[DIRECTIONS] The required result is a copy of each line below in which "stdin" appears.

[Source data]
........

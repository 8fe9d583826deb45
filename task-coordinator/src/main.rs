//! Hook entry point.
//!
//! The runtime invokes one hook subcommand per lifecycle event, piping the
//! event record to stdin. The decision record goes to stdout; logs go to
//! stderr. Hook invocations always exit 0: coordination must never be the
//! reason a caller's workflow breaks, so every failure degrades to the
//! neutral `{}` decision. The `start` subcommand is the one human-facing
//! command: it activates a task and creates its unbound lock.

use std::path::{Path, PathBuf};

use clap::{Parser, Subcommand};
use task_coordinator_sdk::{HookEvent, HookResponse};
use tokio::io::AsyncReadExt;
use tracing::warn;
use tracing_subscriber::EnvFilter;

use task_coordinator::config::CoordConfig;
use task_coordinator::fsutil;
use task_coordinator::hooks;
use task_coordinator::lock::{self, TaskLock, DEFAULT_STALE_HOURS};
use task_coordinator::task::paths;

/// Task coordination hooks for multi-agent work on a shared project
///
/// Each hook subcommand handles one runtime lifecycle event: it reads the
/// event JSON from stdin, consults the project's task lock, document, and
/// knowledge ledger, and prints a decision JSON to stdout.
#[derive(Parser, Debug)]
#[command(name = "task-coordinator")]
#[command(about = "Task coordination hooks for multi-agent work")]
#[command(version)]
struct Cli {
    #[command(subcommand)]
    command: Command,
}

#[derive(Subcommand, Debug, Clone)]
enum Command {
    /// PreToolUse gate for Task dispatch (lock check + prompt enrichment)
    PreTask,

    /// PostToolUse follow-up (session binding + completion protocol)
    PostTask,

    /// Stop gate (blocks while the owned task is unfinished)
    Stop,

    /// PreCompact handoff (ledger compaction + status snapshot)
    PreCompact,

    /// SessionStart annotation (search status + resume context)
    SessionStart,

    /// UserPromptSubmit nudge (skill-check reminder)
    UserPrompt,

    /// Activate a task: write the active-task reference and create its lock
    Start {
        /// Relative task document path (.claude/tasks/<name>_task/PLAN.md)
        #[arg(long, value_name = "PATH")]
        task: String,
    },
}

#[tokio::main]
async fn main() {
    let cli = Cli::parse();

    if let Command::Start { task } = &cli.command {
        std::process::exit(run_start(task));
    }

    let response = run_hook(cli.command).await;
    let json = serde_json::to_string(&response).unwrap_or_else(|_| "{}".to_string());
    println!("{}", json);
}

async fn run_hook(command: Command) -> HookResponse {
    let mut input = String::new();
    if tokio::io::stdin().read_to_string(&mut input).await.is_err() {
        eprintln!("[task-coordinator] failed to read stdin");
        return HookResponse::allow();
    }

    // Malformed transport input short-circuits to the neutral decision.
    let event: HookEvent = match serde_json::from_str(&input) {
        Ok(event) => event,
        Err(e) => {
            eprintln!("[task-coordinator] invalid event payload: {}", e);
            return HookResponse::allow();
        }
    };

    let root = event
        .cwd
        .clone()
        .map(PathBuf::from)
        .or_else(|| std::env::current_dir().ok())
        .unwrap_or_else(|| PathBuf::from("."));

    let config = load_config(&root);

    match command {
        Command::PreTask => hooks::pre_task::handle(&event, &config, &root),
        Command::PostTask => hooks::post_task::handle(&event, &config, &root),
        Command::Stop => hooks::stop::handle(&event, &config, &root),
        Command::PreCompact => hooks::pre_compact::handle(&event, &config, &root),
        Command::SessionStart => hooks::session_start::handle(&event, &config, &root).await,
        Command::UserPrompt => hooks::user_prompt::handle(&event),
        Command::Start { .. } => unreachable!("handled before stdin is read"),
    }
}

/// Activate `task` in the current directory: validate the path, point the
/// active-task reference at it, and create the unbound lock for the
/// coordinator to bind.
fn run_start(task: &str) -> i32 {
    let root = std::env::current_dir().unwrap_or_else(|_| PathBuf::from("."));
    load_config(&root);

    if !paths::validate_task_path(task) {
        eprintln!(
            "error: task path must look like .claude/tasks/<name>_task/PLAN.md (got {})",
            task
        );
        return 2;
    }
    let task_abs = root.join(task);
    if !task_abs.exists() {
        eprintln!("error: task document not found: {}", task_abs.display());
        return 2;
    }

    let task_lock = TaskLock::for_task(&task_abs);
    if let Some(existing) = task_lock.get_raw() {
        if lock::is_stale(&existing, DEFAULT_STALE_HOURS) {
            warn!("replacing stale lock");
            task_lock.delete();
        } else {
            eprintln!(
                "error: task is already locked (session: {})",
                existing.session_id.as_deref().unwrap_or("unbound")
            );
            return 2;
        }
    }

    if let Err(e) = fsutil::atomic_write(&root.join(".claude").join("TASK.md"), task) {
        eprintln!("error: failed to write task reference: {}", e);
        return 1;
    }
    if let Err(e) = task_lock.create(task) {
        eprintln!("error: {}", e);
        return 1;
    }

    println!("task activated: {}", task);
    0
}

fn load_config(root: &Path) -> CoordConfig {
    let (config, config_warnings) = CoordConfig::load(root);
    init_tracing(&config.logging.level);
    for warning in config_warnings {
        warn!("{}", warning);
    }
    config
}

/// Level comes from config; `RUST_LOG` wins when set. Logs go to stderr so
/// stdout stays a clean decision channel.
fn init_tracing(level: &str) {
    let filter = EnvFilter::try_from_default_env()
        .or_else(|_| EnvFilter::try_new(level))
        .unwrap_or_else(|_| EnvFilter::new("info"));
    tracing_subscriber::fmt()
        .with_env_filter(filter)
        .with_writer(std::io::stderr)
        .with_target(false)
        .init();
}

........

[RESPONSE FOR THIS EXERCISE]
//! event record to stdin. The decision record goes to stdout; logs go to
/// event JSON from stdin, consults the project's task lock, document, and
    if tokio::io::stdin().read_to_string(&mut input).await.is_err() {
        eprintln!("[task-coordinator] failed to read stdin");
        Command::Start { .. } => unreachable!("handled before stdin is read"),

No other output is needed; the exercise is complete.